-- Data to use --
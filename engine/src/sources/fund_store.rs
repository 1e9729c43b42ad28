//! Read-only access to the structured fund database
//!
//! Executes generated SQL against the N-PORT SQLite corpus and returns rows
//! as JSON objects keyed by column name. The connection is opened read-only
//! so a query that slips past the generator's guard still cannot write.

use super::SourceError;
use futures::TryStreamExt;
use sdk::errors::EngineError;
use serde_json::{Map, Value};
use sqlx::sqlite::{SqliteConnectOptions, SqlitePool, SqlitePoolOptions, SqliteRow};
use sqlx::{Column, ConnectOptions, Row, ValueRef};
use std::str::FromStr;
use tracing::{debug, info};

pub type JsonRow = Map<String, Value>;

/// Connection pool over the fund corpus
#[derive(Clone)]
pub struct FundStore {
    pool: SqlitePool,
}

impl FundStore {
    /// Open the database at `url` (e.g. `sqlite://nport_funds.db?mode=ro`)
    pub async fn connect(url: &str) -> Result<Self, EngineError> {
        info!("Opening fund database");
        let options = SqliteConnectOptions::from_str(url)
            .map_err(|e| EngineError::Database(e.to_string()))?
            .read_only(true)
            .disable_statement_logging();

        let pool = SqlitePoolOptions::new()
            .max_connections(4)
            .connect_with(options)
            .await
            .map_err(|e| EngineError::Database(e.to_string()))?;

        debug!("Fund database connection established");
        Ok(Self { pool })
    }

    /// Wrap an existing pool
    pub fn from_pool(pool: SqlitePool) -> Self {
        Self { pool }
    }

    /// Run a query and return at most `limit` rows
    pub async fn query(&self, sql: &str, limit: usize) -> Result<Vec<JsonRow>, SourceError> {
        let mut rows = sqlx::query(sql).fetch(&self.pool);
        let mut out = Vec::new();

        while out.len() < limit {
            match rows
                .try_next()
                .await
                .map_err(|e| SourceError::Upstream(e.to_string()))?
            {
                Some(row) => out.push(row_to_json(&row)),
                None => break,
            }
        }

        Ok(out)
    }
}

/// Convert a row to JSON, trying integer, real and text decodings in turn
fn row_to_json(row: &SqliteRow) -> JsonRow {
    let mut object = Map::new();
    for (idx, column) in row.columns().iter().enumerate() {
        let is_null = row
            .try_get_raw(idx)
            .map(|value| value.is_null())
            .unwrap_or(true);

        let value = if is_null {
            Value::Null
        } else if let Ok(v) = row.try_get::<i64, _>(idx) {
            Value::from(v)
        } else if let Ok(v) = row.try_get::<f64, _>(idx) {
            serde_json::Number::from_f64(v)
                .map(Value::Number)
                .unwrap_or(Value::Null)
        } else if let Ok(v) = row.try_get::<String, _>(idx) {
            Value::String(v)
        } else {
            Value::Null
        };

        object.insert(column.name().to_string(), value);
    }
    object
}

-- Assigned task --
Across the listing above, in how many lines does the string "limit" occur? Give the number only.

-- Result for this task --
3